Modulating smooth muscle cell response by the release of TGFβ2 from tubular scaffolds for vascular tissue engineering.

Tissue engineering has gained considerable attention in the development of small diameter tissue engineered vascular grafts (TEVGs) for treating coronary heart disease. A properly designed acellular and biodegradable TEVG must encourage the infiltration and growth of vascular smooth muscle cells (SMCs). Our group has previously shown that increasing levels of TGFβ2 can differentially modulate SMC migration and proliferation. In this study, tubular electrospun scaffolds loaded with TGFβ2 were fabricated using various ratios of gelatin/polycaprolactone (PCL), resulting in scaffolds with porous nano-woven architecture suitable for tissue ingrowth. Scaffold morphology, degradation rate, TGβ2 release kinetics, and bioactivity were assessed. TGFβ2 was successfully integrated into the electrospun biomaterial that resulted in a differential release profile depending on the gelatin/PCL ratio over the course of 42 days. Higher TGFβ2 elution was obtained in scaffolds with higher gelatin content, which may be related to the biodegradation of gelatin in culture media. The biological activity of the released TGFβ2 was evaluated by its ability to affect SMC proliferation as a function of its concentration.
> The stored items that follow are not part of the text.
//! Session storage for the navigation cache
//!
//! A session is one named JSON record under `.subnav/.cache/`. Writes go
//! through a temp file and an atomic rename while holding an exclusive lock,
//! so a reader never sees half a record.

use std::fs::{self, File, OpenOptions};
use std::io::{self, Read, Write};
use std::path::{Path, PathBuf};

use fs2::FileExt;
use thiserror::Error;

/// Environment variable naming the active session
pub const SESSION_ENV: &str = "SUBNAV_SESSION";

/// Session name used when none is given
pub const DEFAULT_SESSION: &str = "default";

#[derive(Debug, Error)]
pub enum SessionError {
    #[error("Session IO error: {0}")]
    Io(#[from] io::Error),

    #[error("Failed to serialize session cache: {0}")]
    Serialize(#[from] serde_json::Error),

    #[error("Invalid session name '{0}'")]
    InvalidName(String),
}

/// Where the cache record lives between commands
pub trait SessionBackend {
    /// Returns the stored record, or `None` if nothing was stored yet
    fn read(&self) -> Result<Option<String>, SessionError>;

    /// Replaces the stored record
    fn write(&self, payload: &str) -> Result<(), SessionError>;
}

/// File-backed session record
#[derive(Debug, Clone)]
pub struct FileSession {
    path: PathBuf,
}

impl FileSession {
    pub fn new(path: impl Into<PathBuf>) -> Self {
        Self { path: path.into() }
    }

    /// The session file for `name` inside a project
    pub fn for_project(project_root: &Path, name: &str) -> Result<Self, SessionError> {
        if name.is_empty()
            || !name
                .chars()
                .all(|c| c.is_ascii_alphanumeric() || c == '-' || c == '_')
        {
            return Err(SessionError::InvalidName(name.to_string()));
        }

        Ok(Self::new(
            project_root
                .join(".subnav")
                .join(".cache")
                .join(format!("session-{}.json", name)),
        ))
    }

    /// Resolves the session name: explicit, then `$SUBNAV_SESSION`, then default
    pub fn resolve_name(explicit: Option<&str>) -> String {
        explicit
            .map(str::to_string)
            .or_else(|| std::env::var(SESSION_ENV).ok().filter(|s| !s.is_empty()))
            .unwrap_or_else(|| DEFAULT_SESSION.to_string())
    }

    pub fn path(&self) -> &Path {
        &self.path
    }

    pub fn exists(&self) -> bool {
        self.path.exists()
    }

    /// Ends the session by deleting its record
    pub fn clear(&self) -> Result<bool, SessionError> {
        match fs::remove_file(&self.path) {
            Ok(()) => Ok(true),
            Err(e) if e.kind() == io::ErrorKind::NotFound => Ok(false),
            Err(e) => Err(e.into()),
        }
    }
}

impl SessionBackend for FileSession {
    fn read(&self) -> Result<Option<String>, SessionError> {
        let mut file = match File::open(&self.path) {
            Ok(file) => file,
            Err(e) if e.kind() == io::ErrorKind::NotFound => return Ok(None),
            Err(e) => return Err(e.into()),
        };

        file.lock_shared()?;
        let mut payload = String::new();
        file.read_to_string(&mut payload)?;
        Ok(Some(payload))
    }

    fn write(&self, payload: &str) -> Result<(), SessionError> {
        if let Some(parent) = self.path.parent() {
            fs::create_dir_all(parent)?;
        }

        let temp_path = self.path.with_extension("json.tmp");
        {
            let mut file = OpenOptions::new()
                .write(true)
                .create(true)
                .truncate(true)
                .open(&temp_path)?;
            file.lock_exclusive()?;
            file.write_all(payload.as_bytes())?;
            file.flush()?;
        }

        fs::rename(&temp_path, &self.path)?;
        Ok(())
    }
}

/// In-memory session record for tests
#[cfg(test)]
#[derive(Debug, Default)]
pub struct MemorySession {
    payload: std::cell::RefCell<Option<String>>,
    fail_writes: bool,
    writes: std::cell::Cell<usize>,
}

#[cfg(test)]
impl MemorySession {
    pub fn with_payload(payload: &str) -> Self {
        Self {
            payload: std::cell::RefCell::new(Some(payload.to_string())),
            ..Self::default()
        }
    }

    pub fn failing() -> Self {
        Self {
            fail_writes: true,
            ..Self::default()
        }
    }

    pub fn writes(&self) -> usize {
        self.writes.get()
    }

    pub fn payload(&self) -> Option<String> {
        self.payload.borrow().clone()
    }
}

#[cfg(test)]
impl SessionBackend for MemorySession {
    fn read(&self) -> Result<Option<String>, SessionError> {
        Ok(self.payload.borrow().clone())
    }

    fn write(&self, payload: &str) -> Result<(), SessionError> {
        if self.fail_writes {
            return Err(SessionError::Io(io::Error::new(
                io::ErrorKind::PermissionDenied,
                "session storage is read-only",
            )));
        }
        self.writes.set(self.writes.get() + 1);
        *self.payload.borrow_mut() = Some(payload.to_string());
        Ok(())
    }
}
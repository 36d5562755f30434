//! Navigator state and main loop

use std::cell::RefCell;
use std::time::{Duration, Instant};

use anyhow::Result;

use super::event::{Event, EventHandler};
use super::keys::{self, Action};
use super::view::{self, Snapshot};
use super::Terminal;
use crate::cli::nav_cmd::{open_dispatcher, CliDispatcher};
use crate::domain::{Command, TaskId};
use crate::nav::{Collaborators, Notifier, PageContext, Report};
use crate::storage::{FileSession, Project, StateFile};

struct Toast {
    message: String,
    is_boundary: bool,
    shown_at: Instant,
}

/// Keeps the latest status line until it expires
#[derive(Default)]
pub struct ToastNotifier {
    current: RefCell<Option<Toast>>,
}

impl ToastNotifier {
    /// Message and boundary flag of the visible toast
    pub fn visible(&self) -> Option<(String, bool)> {
        self.current
            .borrow()
            .as_ref()
            .map(|t| (t.message.clone(), t.is_boundary))
    }

    /// Clears the toast once it has been shown for `ttl`
    pub fn expire(&self, now: Instant, ttl: Duration) {
        let mut current = self.current.borrow_mut();
        if current
            .as_ref()
            .is_some_and(|t| now.duration_since(t.shown_at) >= ttl)
        {
            *current = None;
        }
    }
}

impl Notifier for ToastNotifier {
    fn show(&self, message: &str, is_boundary: bool) {
        *self.current.borrow_mut() = Some(Toast {
            message: message.to_string(),
            is_boundary,
            shown_at: Instant::now(),
        });
    }
}

pub struct App {
    dispatcher: CliDispatcher,
    state: StateFile,
    session_name: String,
    toasts: ToastNotifier,
    toast_ttl: Duration,
    should_quit: bool,
}

impl App {
    pub fn new(project: &Project, session: Option<&str>) -> Result<Self> {
        let dispatcher = open_dispatcher(project, session)?;
        let app = Self {
            dispatcher,
            state: project.state(),
            session_name: FileSession::resolve_name(session),
            toasts: ToastNotifier::default(),
            toast_ttl: Duration::from_millis(project.config().project.tui.toast_ms),
            should_quit: false,
        };

        if let Some(task) = app.state.current_task_id() {
            app.prime(&task);
        }
        Ok(app)
    }

    pub fn run(&mut self, terminal: &mut Terminal, events: EventHandler) -> Result<()> {
        while !self.should_quit {
            terminal.draw(|frame| view::draw(frame, self))?;

            match events.next()? {
                Event::Key(key) => match keys::action_for(key) {
                    Some(Action::Quit) => self.should_quit = true,
                    Some(Action::Navigate(command)) => self.navigate(command),
                    None => {}
                },
                Event::Resize => {}
                Event::Tick => self.toasts.expire(Instant::now(), self.toast_ttl),
            }
        }

        Ok(())
    }

    fn navigate(&self, command: Command) {
        let collab = Collaborators {
            page: &self.state,
            router: &self.state,
            notifier: &self.toasts,
        };

        if let Report::Moved { target, .. } = self.dispatcher.dispatch(command, &collab) {
            self.prime(&target);
        }
    }

    /// Loads siblings and subtasks of `task` into the cache for display
    fn prime(&self, task: &TaskId) {
        let result = self
            .dispatcher
            .locate(task)
            .and_then(|_| self.dispatcher.children(task));

        if let Err(err) = result {
            tracing::debug!(%task, error = %err, "could not load surroundings");
            self.toasts.show(err.message(), true);
        }
    }

    pub fn snapshot(&self) -> Snapshot {
        let current = self.state.current_task_id();
        Snapshot::from_cache(&self.dispatcher.cache(), current.as_ref())
    }

    pub fn toast(&self) -> Option<(String, bool)> {
        self.toasts.visible()
    }

    pub fn session_name(&self) -> &str {
        &self.session_name
    }
}
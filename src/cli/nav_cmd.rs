//! Navigation commands
//!
//! `.subnav/state.json` is the current task. `goto` sets it, `where` reports
//! it, and the six movement commands read it, move through the dispatcher
//! and write the target back.

use anyhow::{anyhow, bail, Context, Result};

use super::output::{Output, OutputNotifier};
use crate::domain::{Command, TaskId};
use crate::hierarchy::{self, HierarchyClient, HierarchyError};
use crate::nav::{Collaborators, Dispatcher, Location, PageContext, Report, Resolver};
use crate::storage::{FileSession, Project};

/// The dispatcher a CLI process works with
pub type CliDispatcher = Dispatcher<Box<dyn HierarchyClient>, FileSession>;

/// Builds a dispatcher over the project's backend and session cache
pub fn open_dispatcher(project: &Project, session: Option<&str>) -> Result<CliDispatcher> {
    let name = FileSession::resolve_name(session);
    let session = project.session(&name)?;
    let cache = &project.config().project.cache;

    let client = hierarchy::open(project)?;
    let resolver = Resolver::new(client, cache.ttl());
    tracing::debug!(session = %name, path = %session.path().display(), "opening session");

    Ok(Dispatcher::load(resolver, session, cache.capacity))
}

/// Runs one of the six movement commands
pub fn navigate(output: &Output, session: Option<&str>, command: Command, at: Option<&str>) -> Result<()> {
    let project = Project::open_current()?;
    let dispatcher = open_dispatcher(&project, session)?;
    output.verbose_ctx(command.label(), &format!("at={:?}", at));

    let state = project.state();
    let location = at.map(Location::new);
    let page: &dyn PageContext = match &location {
        Some(location) => location,
        None => &state,
    };
    let notifier = OutputNotifier::new(output);
    let collab = Collaborators {
        page,
        router: &state,
        notifier: &notifier,
    };

    let report = dispatcher.dispatch(command, &collab);

    if output.is_json() {
        print_report(output, command, &report);
    }

    match report {
        Report::Moved { .. } | Report::Stayed { .. } => Ok(()),
        Report::NoTask => match at {
            Some(at) => bail!("Not a task location: {}", at),
            None => bail!("No current task. Run 'subnav goto <id>' or pass --at"),
        },
        Report::Dropped => bail!("Another navigation is in progress"),
        Report::Failed(err) => Err(anyhow!(err)),
    }
}

fn print_report(output: &Output, command: Command, report: &Report) {
    let (moved, target) = match report {
        Report::Moved { target, .. } => (true, Some(target)),
        _ => (false, None),
    };

    output.data(&serde_json::json!({
        "command": command.label(),
        "moved": moved,
        "target": target,
        "message": report.message(),
        "boundary": report.is_boundary(),
    }));
}

/// Sets the current task
pub fn goto(output: &Output, id: &str) -> Result<()> {
    let project = Project::open_current()?;
    let id: TaskId = id
        .parse()
        .with_context(|| format!("Invalid task ID: '{}'", id))?;

    let client = hierarchy::open(&project)?;
    match client.get_task(&id) {
        Ok(_) => {}
        Err(HierarchyError::NotFound(_)) => bail!("Task not found: {}", id),
        Err(e) => return Err(e).context("Failed to look up task"),
    }

    project.state().set_current(&id)?;

    if output.is_json() {
        output.data(&serde_json::json!({ "current": id }));
    } else {
        output.success(&format!("Now at task {}", id));
    }
    Ok(())
}

/// Reports the current task and where it sits among its siblings
pub fn where_am_i(output: &Output, session: Option<&str>, at: Option<&str>) -> Result<()> {
    let project = Project::open_current()?;

    let task = match at {
        Some(at) => Location::new(at)
            .current_task_id()
            .with_context(|| format!("Not a task location: {}", at))?,
        None => project
            .state()
            .current()?
            .context("No current task. Run 'subnav goto <id>' first")?,
    };

    let dispatcher = open_dispatcher(&project, session)?;
    let resolution = dispatcher.locate(&task).map_err(|e| anyhow!(e))?;

    let name = resolution.as_ref().and_then(|res| {
        res.siblings
            .iter()
            .find(|s| s.id == task)
            .map(|s| s.name.clone())
    });

    if output.is_json() {
        output.data(&serde_json::json!({
            "task": task,
            "name": name,
            "parent": resolution.as_ref().map(|r| &r.parent_id),
            "position": resolution.as_ref().and_then(|r| r.idx).map(|i| i + 1),
            "total": resolution.as_ref().map(|r| r.siblings.len()),
        }));
        return Ok(());
    }

    match name {
        Some(name) if !name.is_empty() => println!("Task:     {} - {}", task, name),
        _ => println!("Task:     {}", task),
    }
    match &resolution {
        None => println!("Parent:   (root)"),
        Some(res) => {
            println!("Parent:   {}", res.parent_id);
            match res.idx {
                Some(idx) => println!("Position: {} / {}", idx + 1, res.siblings.len()),
                None if res.at_page_limit() => println!("Position: unknown (100+ siblings)"),
                None => println!("Position: not found among siblings"),
            }
        }
    }

    Ok(())
}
SMCs seeded on TGFβ2-loaded scaffolds also showed higher densities and infiltration after 5 days in culture as compared to scaffolds without TGFβ2. Our results demonstrate that the ratio of synthetic and natural polymers in electrospun blends can be used to tune the release of TGFβ2. This method can be used to intelligently modulate the SMC response in gelatin/PCL scaffolds making the TGFβ2-loaded conduits attractive for cardiovascular tissue engineering applications.